A concept analysis research design [21] will be used to structure the study. This design goes beyond the linguistic analysis of a concept, leading to a theoretical construction [21]. It enables the integration of both scientific and experiential knowledge to define the variables to operationalize the concept, which are uses, attributes, antecedents, and consequences [21]. Concept analysis has been used in other occupational rehabilitation studies to better understand certain concepts such as mental workload [22] or preventive behavior at work [23].

Procedure and Participants

Data collection consists of 2 parts conducted in parallel, as shown in Figure 1.

Figure 1. Study design. TRIAGE: Technique for Research of Information by Animation of a Group of Experts.
View this figure
Part 1
Meta-narrative Review

A meta-narrative literature review will first be carried out to collect information from literature [24]. This documentary research technique facilitates the interpretation of term meanings [25], which makes it compatible with the concept analysis research design. Furthermore, meta-narrative reviews propose a systematic method that offers the flexibility required to include diverse types of documents (eg, scientific articles and gray literature) [24]. To increase scientific rigor of the protocol, the Preferred Reporting Items for Systematic Review and Meta-analysis Protocols (PRISMA-P) recommendations [26] will be included, although they are not traditionally applied to meta-narrative literature reviews.

Documentary Search

To answer the question, “How is integrated prevention at work conceptualized?,” a research strategy (ie, keywords and Boolean operators, eg, integrated prevention AND work, and databases, eg, MEDLINE) will be validated by a consultant librarian to ensure that all the fields of relevant literature are covered (eg, ergonomics, prevention, rehabilitation, management).

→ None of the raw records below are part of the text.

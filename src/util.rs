//! Small utility helpers used across modules.

/// Log-safe truncation for large strings.
/// Avoids spamming logs with huge submission payloads. Cuts back to a char
/// boundary so multi-byte content never splits.
pub fn trunc_for_log(s: &str, max: usize) -> String {
  if s.len() <= max {
    return s.to_string();
  }
  let mut end = max;
  while end > 0 && !s.is_char_boundary(end) {
    end -= 1;
  }
  format!("{}… ({} bytes total)", &s[..end], s.len())
}
//! Surface-text checks over submitted HTML/CSS.
//!
//! Example:
//!   html: `<p hidden>check my last insta story</p>`
//!   `has_bare_hidden_attr` -> true, `has_open_tag(html, "p")` -> true
//!
//! These are deliberate substring heuristics, not a parser: missions grade
//! learner markup on textual evidence (tag gone, declaration present), which
//! keeps grading instant and predictable for beginners. Every helper expects
//! lower-cased input; the validator lower-cases once per submission.

/// True if an exact, attribute-less opening tag `<name>` occurs.
pub fn has_open_tag(html: &str, name: &str) -> bool {
    html.contains(&format!("<{name}>"))
}

/// True if the closing tag `</name>` occurs.
pub fn has_close_tag(html: &str, name: &str) -> bool {
    html.contains(&format!("</{name}>"))
}

/// True if an opening delimiter `<name` occurs, attributes allowed.
/// Useful for tags that typically carry attributes (`<font color="red">`).
pub fn has_tag_start(html: &str, name: &str) -> bool {
    html.contains(&format!("<{name}"))
}

/// True if a bare `hidden` attribute survives in any of the spellings a
/// learner's editor produces: `hidden>`, `hidden ` or ` hidden`.
pub fn has_bare_hidden_attr(html: &str) -> bool {
    html.contains("hidden>") || html.contains("hidden ") || html.contains(" hidden")
}

/// True if content is hidden through an inline `display: none` style.
pub fn has_inline_display_none(html: &str) -> bool {
    html.contains(r#"style="display: none""#) || html.contains(r#"style="display:none""#)
}

/// True if the element is addressed anywhere: as a `#id` selector in CSS or
/// an `id="..."` attribute in HTML.
pub fn targets_element(html: &str, css: &str, id: &str) -> bool {
    css.contains(&format!("#{id}")) || html.contains(&format!(r#"id="{id}""#))
}

/// True if the selector text occurs in the stylesheet.
pub fn has_selector(css: &str, selector: &str) -> bool {
    css.contains(selector)
}

/// True if the property name occurs with its colon attached.
/// Substring check, so `color` also matches inside `background-color:`.
pub fn has_property(css: &str, property: &str) -> bool {
    css.contains(&format!("{property}:"))
}

/// True if `property: value` occurs, with or without the space after the colon.
pub fn has_declaration(css: &str, property: &str, value: &str) -> bool {
    css.contains(&format!("{property}: {value}")) || css.contains(&format!("{property}:{value}"))
}

#[cfg(test)]
mod tests {
    use super::*;

    #[test]
    fn open_tag_is_exact() {
        assert!(has_open_tag("<body><center>x</center></body>", "center"));
        assert!(!has_open_tag("<centered-box>x</centered-box>", "center"));
    }

    #[test]
    fn tag_start_allows_attributes() {
        assert!(has_tag_start(r#"<font color="red">x</font>"#, "font"));
        assert!(!has_open_tag(r#"<font color="red">x</font>"#, "font"));
        assert!(has_close_tag(r#"<font color="red">x</font>"#, "font"));
    }

    #[test]
    fn bare_hidden_attr_covers_editor_spellings() {
        assert!(has_bare_hidden_attr("<p hidden>secret</p>"));
        assert!(has_bare_hidden_attr(r#"<p hidden class="msg">secret</p>"#));
        assert!(!has_bare_hidden_attr("<p>secret</p>"));
    }

    #[test]
    fn inline_display_none_matches_both_spacings() {
        assert!(has_inline_display_none(r#"<p style="display: none">x</p>"#));
        assert!(has_inline_display_none(r#"<p style="display:none">x</p>"#));
        assert!(!has_inline_display_none(r#"<p style="display: block">x</p>"#));
    }

    #[test]
    fn element_targets_match_css_or_html() {
        assert!(targets_element("", "#insta-clue { color: red; }", "insta-clue"));
        assert!(targets_element(r#"<div id="insta-clue"></div>"#, "", "insta-clue"));
        assert!(!targets_element("<div></div>", ".insta-clue {}", "insta-clue"));
    }

    #[test]
    fn property_match_includes_compound_names() {
        assert!(has_property("background-color: red;", "color"));
        assert!(!has_property("colorless:1;", "font-size"));
    }

    #[test]
    fn declaration_match_ignores_colon_spacing() {
        assert!(has_declaration("#x { display: block; }", "display", "block"));
        assert!(has_declaration("#x{display:block}", "display", "block"));
        assert!(!has_declaration("#x { display: inline; }", "display", "block"));
    }
}
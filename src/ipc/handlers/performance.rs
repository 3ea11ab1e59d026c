use crate::calc;
use crate::ipc::error::{ok, roster_err};
use crate::ipc::helpers::{req_form, req_str, req_subjects};
use crate::ipc::types::{AppState, Request};
use crate::roster::{normalize_id, RosterError, Upsert};
use serde_json::json;

fn handle_performance_upsert(state: &mut AppState, req: &Request) -> serde_json::Value {
    let p = &req.params;
    let parsed = req_str(p, "studentId").and_then(|id| {
        let form = req_form(p, "form")?;
        let subjects = req_subjects(p)?;
        Ok((id, form, subjects))
    });
    let (id, form, subjects) = match parsed {
        Ok(v) => v,
        Err(e) => return roster_err(&req.id, &e),
    };

    match state.roster.upsert_performance(id, form, subjects) {
        Ok((student, outcome)) => {
            let record_avg = student.record_for(form).map(calc::record_average);
            let overall = calc::overall_average(student);
            tracing::info!(
                student_id = %student.id,
                form = form.get(),
                created = outcome == Upsert::Created,
                "performance recorded"
            );
            ok(
                &req.id,
                json!({
                    "studentId": student.id,
                    "form": form,
                    "created": outcome == Upsert::Created,
                    "recordAverage": record_avg,
                    "overallAverage": overall,
                    "averageDisplay": calc::average_display(overall),
                }),
            )
        }
        Err(e) => {
            tracing::debug!(error = %e, "performance upsert rejected");
            roster_err(&req.id, &e)
        }
    }
}

fn handle_calc_record_average(state: &mut AppState, req: &Request) -> serde_json::Value {
    let p = &req.params;
    let parsed = req_str(p, "studentId").and_then(|id| Ok((id, req_form(p, "form")?)));
    let (id, form) = match parsed {
        Ok(v) => v,
        Err(e) => return roster_err(&req.id, &e),
    };
    let Some(student) = state.roster.find(id) else {
        return roster_err(&req.id, &RosterError::StudentNotFound(normalize_id(id)));
    };
    let avg = student.record_for(form).map(calc::record_average);
    ok(
        &req.id,
        json!({
            "studentId": student.id,
            "form": form,
            "average": avg,
            "display": calc::average_display(avg),
        }),
    )
}

fn handle_calc_overall_average(state: &mut AppState, req: &Request) -> serde_json::Value {
    let id = match req_str(&req.params, "studentId") {
        Ok(v) => v,
        Err(e) => return roster_err(&req.id, &e),
    };
    let Some(student) = state.roster.find(id) else {
        return roster_err(&req.id, &RosterError::StudentNotFound(normalize_id(id)));
    };
    let avg = calc::overall_average(student);
    ok(
        &req.id,
        json!({
            "studentId": student.id,
            "average": avg,
            "display": calc::average_display(avg),
        }),
    )
}

pub fn try_handle(state: &mut AppState, req: &Request) -> Option<serde_json::Value> {
    match req.method.as_str() {
        "performance.upsert" => Some(handle_performance_upsert(state, req)),
        "calc.recordAverage" => Some(handle_calc_record_average(state, req)),
        "calc.overallAverage" => Some(handle_calc_overall_average(state, req)),
        _ => None,
    }
}
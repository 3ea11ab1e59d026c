pub mod core;
pub mod performance;
pub mod reports;
pub mod students;
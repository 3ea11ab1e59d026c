use crate::calc;
use crate::ipc::error::{ok, roster_err};
use crate::ipc::helpers::{opt_form_filter, req_form, req_str, req_text};
use crate::ipc::types::{AppState, Request};
use crate::roster::{normalize_id, Form, NewStudent, RosterError, Student};
use serde_json::json;

fn student_json(student: &Student) -> serde_json::Value {
    let avg = calc::overall_average(student);
    json!({
        "id": student.id,
        "name": student.name,
        "gender": student.gender,
        "age": student.age,
        "form": student.form,
        "performance": student.performance,
        "overallAverage": avg,
        "averageDisplay": calc::average_display(avg),
    })
}

fn roster_row(student: &Student) -> serde_json::Value {
    let avg = calc::overall_average(student);
    json!({
        "id": student.id,
        "name": student.name,
        "form": student.form,
        "overallAverage": avg,
        "averageDisplay": calc::average_display(avg),
    })
}

type RegisterParams<'a> = (&'a str, &'a str, &'a str, String, Form);

fn parse_register(p: &serde_json::Value) -> Result<RegisterParams<'_>, RosterError> {
    Ok((
        req_str(p, "studentId")?,
        req_str(p, "name")?,
        req_str(p, "gender")?,
        req_text(p, "age")?,
        req_form(p, "form")?,
    ))
}

fn handle_students_register(state: &mut AppState, req: &Request) -> serde_json::Value {
    let (id, name, gender, age, form) = match parse_register(&req.params) {
        Ok(v) => v,
        Err(e) => return roster_err(&req.id, &e),
    };

    match state.roster.register(NewStudent {
        id,
        name,
        gender,
        age: &age,
        form,
    }) {
        Ok(student) => {
            tracing::info!(student_id = %student.id, form = student.form.get(), "student registered");
            ok(&req.id, json!({ "student": student_json(student) }))
        }
        Err(e) => {
            tracing::debug!(error = %e, "register rejected");
            roster_err(&req.id, &e)
        }
    }
}

fn handle_students_get(state: &mut AppState, req: &Request) -> serde_json::Value {
    let id = match req_str(&req.params, "studentId") {
        Ok(v) => v,
        Err(e) => return roster_err(&req.id, &e),
    };
    match state.roster.find(id) {
        Some(student) => ok(&req.id, json!({ "student": student_json(student) })),
        None => roster_err(
            &req.id,
            &RosterError::StudentNotFound(normalize_id(id)),
        ),
    }
}

fn handle_students_list(state: &mut AppState, req: &Request) -> serde_json::Value {
    let search = req
        .params
        .get("search")
        .and_then(|v| v.as_str())
        .unwrap_or("");
    let form = match opt_form_filter(&req.params, "form") {
        Ok(v) => v,
        Err(e) => return roster_err(&req.id, &e),
    };

    let rows: Vec<serde_json::Value> = state
        .roster
        .filter(search, form)
        .into_iter()
        .map(roster_row)
        .collect();
    ok(
        &req.id,
        json!({
            "empty": rows.is_empty(),
            "total": state.roster.len(),
            "students": rows,
        }),
    )
}

fn handle_students_promote(state: &mut AppState, req: &Request) -> serde_json::Value {
    let id = match req_str(&req.params, "studentId") {
        Ok(v) => v,
        Err(e) => return roster_err(&req.id, &e),
    };
    match state.roster.promote(id) {
        Ok(student) => {
            tracing::info!(student_id = %student.id, form = student.form.get(), "student promoted");
            ok(&req.id, json!({ "student": student_json(student) }))
        }
        Err(e) => {
            tracing::debug!(error = %e, "promote rejected");
            roster_err(&req.id, &e)
        }
    }
}

fn handle_students_delete(state: &mut AppState, req: &Request) -> serde_json::Value {
    let id = match req_str(&req.params, "studentId") {
        Ok(v) => v,
        Err(e) => return roster_err(&req.id, &e),
    };
    let deleted = state.roster.delete(id);
    let student_id = normalize_id(id);
    if deleted {
        tracing::info!(student_id = %student_id, "student deleted");
    }
    ok(
        &req.id,
        json!({ "studentId": student_id, "deleted": deleted }),
    )
}

pub fn try_handle(state: &mut AppState, req: &Request) -> Option<serde_json::Value> {
    match req.method.as_str() {
        "students.register" => Some(handle_students_register(state, req)),
        "students.get" => Some(handle_students_get(state, req)),
        "students.list" => Some(handle_students_list(state, req)),
        "students.promote" => Some(handle_students_promote(state, req)),
        "students.delete" => Some(handle_students_delete(state, req)),
        _ => None,
    }
}
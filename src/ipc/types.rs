use serde::Deserialize;

use crate::roster::Roster;

#[derive(Debug, Deserialize, Clone)]
pub struct Request {
    pub id: String,
    pub method: String,
    #[serde(default)]
    pub params: serde_json::Value,
}

#[derive(Debug, Default)]
pub struct AppState {
    pub roster: Roster,
}
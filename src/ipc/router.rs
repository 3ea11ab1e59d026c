use super::handlers;
use super::types::{AppState, Request};
use crate::ipc::error::err;

pub fn handle_request(state: &mut AppState, req: Request) -> serde_json::Value {
    if let Some(resp) = handlers::core::try_handle(state, &req) {
        return resp;
    }
    if let Some(resp) = handlers::students::try_handle(state, &req) {
        return resp;
    }
    if let Some(resp) = handlers::performance::try_handle(state, &req) {
        return resp;
    }
    if let Some(resp) = handlers::reports::try_handle(state, &req) {
        return resp;
    }

    tracing::warn!(method = %req.method, "unknown method");
    err(
        &req.id,
        "not_implemented",
        format!("unknown method: {}", req.method),
        None,
    )
}
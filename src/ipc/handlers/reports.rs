use crate::calc;
use crate::ipc::error::{ok, roster_err};
use crate::ipc::helpers::req_str;
use crate::ipc::types::{AppState, Request};
use crate::roster::{normalize_id, RosterError};
use serde_json::json;

/// Profile card plus one row per performance record, in recorded order.
fn handle_student_profile(state: &mut AppState, req: &Request) -> serde_json::Value {
    let id = match req_str(&req.params, "studentId") {
        Ok(v) => v,
        Err(e) => return roster_err(&req.id, &e),
    };
    let Some(student) = state.roster.find(id) else {
        return roster_err(&req.id, &RosterError::StudentNotFound(normalize_id(id)));
    };

    let records: Vec<serde_json::Value> = student
        .performance
        .iter()
        .map(|p| {
            let avg = calc::record_average(p);
            json!({
                "form": p.form,
                "math": p.subjects.math,
                "english": p.subjects.english,
                "science": p.subjects.science,
                "social": p.subjects.social,
                "average": avg,
                "averageDisplay": calc::average_display(Some(avg)),
            })
        })
        .collect();
    let overall = calc::overall_average(student);

    ok(
        &req.id,
        json!({
            "studentId": student.id,
            "name": student.name,
            "gender": student.gender,
            "age": student.age,
            "form": student.form,
            "records": records,
            "hasRecords": !student.performance.is_empty(),
            "overallAverage": overall,
            "averageDisplay": calc::average_display(overall),
        }),
    )
}

pub fn try_handle(state: &mut AppState, req: &Request) -> Option<serde_json::Value> {
    match req.method.as_str() {
        "reports.studentProfile" => Some(handle_student_profile(state, req)),
        _ => None,
    }
}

The quality of the strategy will be evaluated according to Peer Review of Electronic Search Strategies (PRESS EBC) Elements criteria [27,28]. The reference lists of the selected documents will also be examined manually to ensure literature saturation. Moreover, the gray literature will be explored to include theses, professional papers, institutional documents, and textbooks. To do so, a search in Google with the same keywords as those used for the scientific databases will be performed. The results generated in the first 4 pages will be explored [29].

Selection of Manuscripts

Two members of the research team will conduct the documentary search according to the following inclusion criteria: (1) manuscripts concerning work and (2) manuscripts addressing the concept of integrated prevention (ie, documents proposing a definition of integrated prevention or a description of uses, attributes, antecedents, or consequences). For feasibility reasons, only documents written in French or English will be selected, and no limit regarding publication dates will be imposed.

Selection Study

The selected documents will be integrated into the Covidence reference management software. After the elimination of duplicates, 2 members of the research team will check for the relevance of all documents based on the title, abstract, and keywords. If ambiguity is present, the document will be read entirely to determine its inclusion in the study. Regular peer-debriefing meetings among the researchers will take place to rule on the inclusion or rejection of the documents [30]. This regular communication among researchers will heighten their reflexivity and guard against the undue influence of any one’s perspective.

Data Extraction

Finally, the information will be extracted from the selected manuscripts by 2 members of the research team using an extraction grid constructed according to concept analysis–specific variables [22]. The extraction grid will include considerable descriptive information about the manuscripts (eg, authors and country), methodological information (eg, participants and study design), and results (eg, uses, attributes, antecedents, and consequences of integrated prevention at work). The use of the grid will be piloted during the data extraction of 3 manuscripts and the interrater reliability will be tested. To ensure the quality of the meta-narrative review, Realist And Meta-narrative Evidence Syntheses: Evolving Standards (RAMESES) [25] criteria will be respected.

Part 2
Interviews With Key Informers

Phone interviews will be conducted among key informers drawn from stakeholders in the occupational injury prevention continuum (ie, managers, workers, ergonomists, occupational therapists, psychologists, physiotherapists, union and insurance representatives). Key informers must have at least two years of work experience, be involved in 1 or more phases of the continuum of occupational injury prevention, and be fluent in French. They will be recruited through purposive sampling method and selected using a maximum variation strategy [31] to obtain diversity in terms of sex, age, workplaces, kind of implication toward prevention, and years of experience. The number of participants will be determined as the study progresses when saturation and redundancy are reached in the data gathered. Given the specificity of the subject of the study, the initial number of participants estimated is between 12 and 20 [32,33]. Indeed, some authors suggested that, for qualitative studies aiming to describe the experiences of people sharing a similar reality, interviews with a dozen participants are generally sufficient to achieve saturation of the results [32]. The final number of participants will be adjusted during the study and recruitment will stop when the interviews reveal a redundancy in the sense of the ideas reported by the participants [32]. Interviews of approximately 60 minutes in length will be conducted to elicit key informers’ viewpoints and understanding of integrated prevention at work. Questions about definitions, uses, attributes, antecedents, and consequences of the concept will be asked according to a pretested interview guide. Interview recordings will be fully transcribed into verbatim. Sociodemographic data of participants will also be collected.

Analysis

Descriptive statistics will be done on sociodemographic data of the participants. Qualitative data extracted from articles (part 1) and interview transcription (part 2) will be analyzed using template analysis, a type of thematic analysis strategy [34,35]. This strategy is compatible with concept analysis and allows data from literature and empirical collection to be analyzed simultaneously.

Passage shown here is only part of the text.